━━ GIVEN DATA

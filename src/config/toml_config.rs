use crate::app::assistant::DEFAULT_REPLY_DELAY;
use crate::core::session::DEFAULT_GREETING;
use crate::domain::ports::ConfigProvider;
use crate::utils::error::{AssistError, Result};
use crate::utils::validation::{self, Validate};
use regex::Regex;
use serde::{Deserialize, Serialize};
use std::path::Path;
use std::time::Duration;

pub const DEFAULT_CONFIG_FILE: &str = "physio-assist.toml";
const MAX_REPLY_DELAY_MS: u64 = 60_000;
const LOG_LEVELS: [&str; 5] = ["trace", "debug", "info", "warn", "error"];

#[derive(Debug, Clone, Default, Serialize, Deserialize)]
pub struct TomlConfig {
    #[serde(default)]
    pub assistant: AssistantConfig,
    #[serde(default)]
    pub logging: LoggingConfig,
}

#[derive(Debug, Clone, Default, Serialize, Deserialize)]
pub struct AssistantConfig {
    pub reply_delay_ms: Option<u64>,
    pub greeting: Option<String>,
    pub transcript_path: Option<String>,
}

#[derive(Debug, Clone, Default, Serialize, Deserialize)]
pub struct LoggingConfig {
    pub level: Option<String>,
    pub json: Option<bool>,
}

impl TomlConfig {
    /// Load configuration from a TOML file.
    pub fn from_file<P: AsRef<Path>>(path: P) -> Result<Self> {
        let content = std::fs::read_to_string(&path)?;
        Self::from_toml_str(&content)
    }

    /// Uses the default config file when present, built-in defaults otherwise.
    pub fn load_default() -> Result<Self> {
        if Path::new(DEFAULT_CONFIG_FILE).exists() {
            Self::from_file(DEFAULT_CONFIG_FILE)
        } else {
            Ok(Self::default())
        }
    }

    pub fn from_toml_str(content: &str) -> Result<Self> {
        let processed_content = Self::substitute_env_vars(content)?;
        Ok(toml::from_str(&processed_content)?)
    }

    /// Replaces `${VAR}` with the environment value; unknown variables stay verbatim.
    fn substitute_env_vars(content: &str) -> Result<String> {
        let re = Regex::new(r"\$\{([^}]+)\}").map_err(|e| AssistError::ConfigError {
            message: format!("invalid substitution pattern: {}", e),
        })?;

        let result = re.replace_all(content, |caps: &regex::Captures| {
            let var_name = &caps[1];
            std::env::var(var_name).unwrap_or_else(|_| format!("${{{}}}", var_name))
        });

        Ok(result.to_string())
    }

    pub fn validate_config(&self) -> Result<()> {
        if let Some(delay) = self.assistant.reply_delay_ms {
            validation::validate_range("assistant.reply_delay_ms", delay, 0, MAX_REPLY_DELAY_MS)?;
        }

        if let Some(greeting) = &self.assistant.greeting {
            validation::validate_non_empty_string("assistant.greeting", greeting)?;
        }

        if let Some(path) = &self.assistant.transcript_path {
            validation::validate_path("assistant.transcript_path", path)?;
        }

        if let Some(level) = &self.logging.level {
            validation::validate_one_of("logging.level", &level.to_lowercase(), &LOG_LEVELS)?;
        }

        Ok(())
    }

    pub fn log_level(&self) -> Option<&str> {
        self.logging.level.as_deref()
    }

    pub fn json_logs(&self) -> bool {
        self.logging.json.unwrap_or(false)
    }
}

impl ConfigProvider for TomlConfig {
    fn reply_delay(&self) -> Duration {
        self.assistant
            .reply_delay_ms
            .map(Duration::from_millis)
            .unwrap_or(DEFAULT_REPLY_DELAY)
    }

    fn greeting(&self) -> &str {
        self.assistant.greeting.as_deref().unwrap_or(DEFAULT_GREETING)
    }

    fn transcript_path(&self) -> Option<&str> {
        self.assistant.transcript_path.as_deref()
    }
}

impl Validate for TomlConfig {
    fn validate(&self) -> Result<()> {
        self.validate_config()
    }
}
use crate::domain::model::{Difficulty, LibraryExercise};
use crate::utils::error::{AssistError, Result};
use std::fmt::Write as _;
use std::str::FromStr;

pub const LIBRARY_NOTICE: &str =
    "Always consult with a healthcare professional before beginning any exercise program";

pub static LIBRARY_EXERCISES: &[LibraryExercise] = &[
    LibraryExercise {
        id: "1",
        name: "Shoulder Pendulum Swings",
        category: "Shoulder",
        description: "Gentle passive movement to reduce shoulder stiffness and improve circulation.",
        instructions: &[
            "Stand and lean forward slightly, supporting yourself with your good arm",
            "Let the affected arm hang loose",
            "Gently swing the arm in small circles",
            "Start clockwise, then counterclockwise",
            "Keep movements small and gentle",
        ],
        repetitions: "10-15 circles each direction",
        duration: "2-3 minutes",
        difficulty: Difficulty::Beginner,
        body_parts: &["Shoulder", "Upper Arm"],
    },
    LibraryExercise {
        id: "2",
        name: "Wall Angels",
        category: "Back",
        description: "Improves posture and strengthens upper back muscles.",
        instructions: &[
            "Stand with your back against a wall",
            "Place arms against the wall in a 'W' position",
            "Slowly slide arms up to form a 'Y' shape",
            "Keep arms and back in contact with wall",
            "Return to starting position slowly",
        ],
        repetitions: "10-15 repetitions",
        duration: "3 sets",
        difficulty: Difficulty::Intermediate,
        body_parts: &["Upper Back", "Shoulders", "Neck"],
    },
    LibraryExercise {
        id: "3",
        name: "Calf Raises",
        category: "Lower Leg",
        description: "Strengthens calf muscles and improves ankle stability.",
        instructions: &[
            "Stand with feet hip-width apart",
            "Hold onto a wall or chair for support if needed",
            "Rise up onto your toes slowly",
            "Hold for 2-3 seconds at the top",
            "Lower down slowly with control",
        ],
        repetitions: "15-20 repetitions",
        duration: "2-3 sets",
        difficulty: Difficulty::Beginner,
        body_parts: &["Calves", "Ankles"],
    },
    LibraryExercise {
        id: "4",
        name: "Bird Dog",
        category: "Core",
        description: "Improves core stability and coordination.",
        instructions: &[
            "Start on hands and knees in tabletop position",
            "Keep your spine neutral and core engaged",
            "Extend opposite arm and leg simultaneously",
            "Hold for 5-10 seconds",
            "Return to start and switch sides",
        ],
        repetitions: "8-10 per side",
        duration: "2-3 sets",
        difficulty: Difficulty::Intermediate,
        body_parts: &["Core", "Lower Back", "Glutes"],
    },
    LibraryExercise {
        id: "5",
        name: "Ankle Pumps",
        category: "Ankle",
        description: "Improves circulation and ankle mobility.",
        instructions: &[
            "Sit or lie down comfortably",
            "Lift one foot slightly off the ground",
            "Point your toes away from you",
            "Flex your foot, pulling toes toward shin",
            "Repeat in a smooth pumping motion",
        ],
        repetitions: "20-30 pumps",
        duration: "Each foot, 2-3 times daily",
        difficulty: Difficulty::Beginner,
        body_parts: &["Ankles", "Calves"],
    },
    LibraryExercise {
        id: "6",
        name: "Neck Rolls",
        category: "Neck",
        description: "Relieves neck tension and improves mobility.",
        instructions: &[
            "Sit or stand with good posture",
            "Drop your chin toward your chest",
            "Slowly roll your head to the right",
            "Continue the circle backward and to the left",
            "Complete the circle by returning to center",
        ],
        repetitions: "5 circles each direction",
        duration: "2-3 minutes",
        difficulty: Difficulty::Beginner,
        body_parts: &["Neck", "Upper Shoulders"],
    },
];

/// Filters for [`ExerciseLibrary::query`]. Unset fields match everything.
#[derive(Debug, Clone, Default)]
pub struct LibraryQuery {
    pub category: Option<String>,
    pub difficulty: Option<Difficulty>,
    pub body_part: Option<String>,
}

impl LibraryQuery {
    fn matches(&self, exercise: &LibraryExercise) -> bool {
        let category_ok = self
            .category
            .as_ref()
            .map(|c| exercise.category.eq_ignore_ascii_case(c.trim()))
            .unwrap_or(true);

        let difficulty_ok = self
            .difficulty
            .map(|d| exercise.difficulty == d)
            .unwrap_or(true);

        let body_part_ok = self
            .body_part
            .as_ref()
            .map(|part| {
                let needle = part.trim().to_lowercase();
                exercise
                    .body_parts
                    .iter()
                    .any(|p| p.to_lowercase().contains(&needle))
            })
            .unwrap_or(true);

        category_ok && difficulty_ok && body_part_ok
    }
}

#[derive(Debug, Clone, Copy, PartialEq, Eq)]
pub enum ExportFormat {
    Text,
    Json,
    Csv,
}

impl FromStr for ExportFormat {
    type Err = AssistError;

    fn from_str(s: &str) -> Result<Self> {
        match s.to_lowercase().as_str() {
            "text" | "txt" => Ok(ExportFormat::Text),
            "json" => Ok(ExportFormat::Json),
            "csv" => Ok(ExportFormat::Csv),
            other => Err(AssistError::UnknownFormat {
                format: other.to_string(),
            }),
        }
    }
}

#[derive(Debug, Clone, Copy, Default)]
pub struct ExerciseLibrary;

impl ExerciseLibrary {
    pub fn new() -> Self {
        Self
    }

    pub fn all(&self) -> &'static [LibraryExercise] {
        LIBRARY_EXERCISES
    }

    pub fn find_by_id(&self, id: &str) -> Option<&'static LibraryExercise> {
        LIBRARY_EXERCISES.iter().find(|e| e.id == id)
    }

    /// Like [`Self::find_by_id`], but a miss is an error.
    pub fn get(&self, id: &str) -> Result<&'static LibraryExercise> {
        self.find_by_id(id)
            .ok_or_else(|| AssistError::ExerciseNotFound { id: id.to_string() })
    }

    pub fn query(&self, query: &LibraryQuery) -> Vec<&'static LibraryExercise> {
        let found: Vec<_> = LIBRARY_EXERCISES
            .iter()
            .filter(|e| query.matches(e))
            .collect();
        tracing::debug!("Library query {:?} matched {} exercises", query, found.len());
        found
    }

    pub fn export(&self, exercises: &[&LibraryExercise], format: ExportFormat) -> Result<String> {
        match format {
            ExportFormat::Text => Ok(render_text(exercises)),
            ExportFormat::Json => Ok(serde_json::to_string_pretty(exercises)?),
            ExportFormat::Csv => render_csv(exercises),
        }
    }
}

fn render_text(exercises: &[&LibraryExercise]) -> String {
    let mut out = String::new();
    let _ = writeln!(out, "Exercise Library");
    let _ = writeln!(out, "! {}", LIBRARY_NOTICE);

    for exercise in exercises {
        let _ = writeln!(out);
        let _ = writeln!(out, "{} [{}]", exercise.name, exercise.difficulty);
        let _ = writeln!(out, "  {}", exercise.description);
        let _ = writeln!(out, "  Body parts: {}", exercise.body_parts.join(", "));
        let _ = writeln!(out, "  Instructions:");
        for (index, step) in exercise.instructions.iter().enumerate() {
            let _ = writeln!(out, "    {}. {}", index + 1, step);
        }
        let _ = writeln!(out, "  Repetitions: {}", exercise.repetitions);
        let _ = writeln!(out, "  Duration: {}", exercise.duration);
    }

    out
}

fn render_csv(exercises: &[&LibraryExercise]) -> Result<String> {
    let mut writer = csv::Writer::from_writer(Vec::new());
    writer.write_record([
        "id",
        "name",
        "category",
        "difficulty",
        "description",
        "instructions",
        "repetitions",
        "duration",
        "body_parts",
    ])?;

    for e in exercises {
        let instructions = e.instructions.join("; ");
        let body_parts = e.body_parts.join("; ");
        writer.write_record([
            e.id,
            e.name,
            e.category,
            e.difficulty.as_str(),
            e.description,
            instructions.as_str(),
            e.repetitions,
            e.duration,
            body_parts.as_str(),
        ])?;
    }

    let bytes = writer.into_inner().map_err(|e| {
        AssistError::IoError(std::io::Error::new(e.error().kind(), e.error().to_string()))
    })?;
    String::from_utf8(bytes)
        .map_err(|e| AssistError::IoError(std::io::Error::new(std::io::ErrorKind::InvalidData, e)))
}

━━━━

Once the line containing "pub fn from_toml_str(content: &str)" has been retyped, stop. Begin at the first line of the material and reproduce every line up to it exactly.

filename src/config/toml_config.rs
use crate::app::assistant::DEFAULT_REPLY_DELAY;
use crate::core::session::DEFAULT_GREETING;
use crate::domain::ports::ConfigProvider;
use crate::utils::error::{AssistError, Result};
use crate::utils::validation::{self, Validate};
use regex::Regex;
use serde::{Deserialize, Serialize};
use std::path::Path;
use std::time::Duration;

pub const DEFAULT_CONFIG_FILE: &str = "physio-assist.toml";
const MAX_REPLY_DELAY_MS: u64 = 60_000;
const LOG_LEVELS: [&str; 5] = ["trace", "debug", "info", "warn", "error"];

#[derive(Debug, Clone, Default, Serialize, Deserialize)]
pub struct TomlConfig {
    #[serde(default)]
    pub assistant: AssistantConfig,
    #[serde(default)]
    pub logging: LoggingConfig,
}

#[derive(Debug, Clone, Default, Serialize, Deserialize)]
pub struct AssistantConfig {
    pub reply_delay_ms: Option<u64>,
    pub greeting: Option<String>,
    pub transcript_path: Option<String>,
}

#[derive(Debug, Clone, Default, Serialize, Deserialize)]
pub struct LoggingConfig {
    pub level: Option<String>,
    pub json: Option<bool>,
}

impl TomlConfig {
    /// Load configuration from a TOML file.
    pub fn from_file<P: AsRef<Path>>(path: P) -> Result<Self> {
        let content = std::fs::read_to_string(&path)?;
        Self::from_toml_str(&content)
    }

    /// Uses the default config file when present, built-in defaults otherwise.
    pub fn load_default() -> Result<Self> {
        if Path::new(DEFAULT_CONFIG_FILE).exists() {
            Self::from_file(DEFAULT_CONFIG_FILE)
        } else {
            Ok(Self::default())
        }
    }

    pub fn from_toml_str(content: &str) -> Result<Self> {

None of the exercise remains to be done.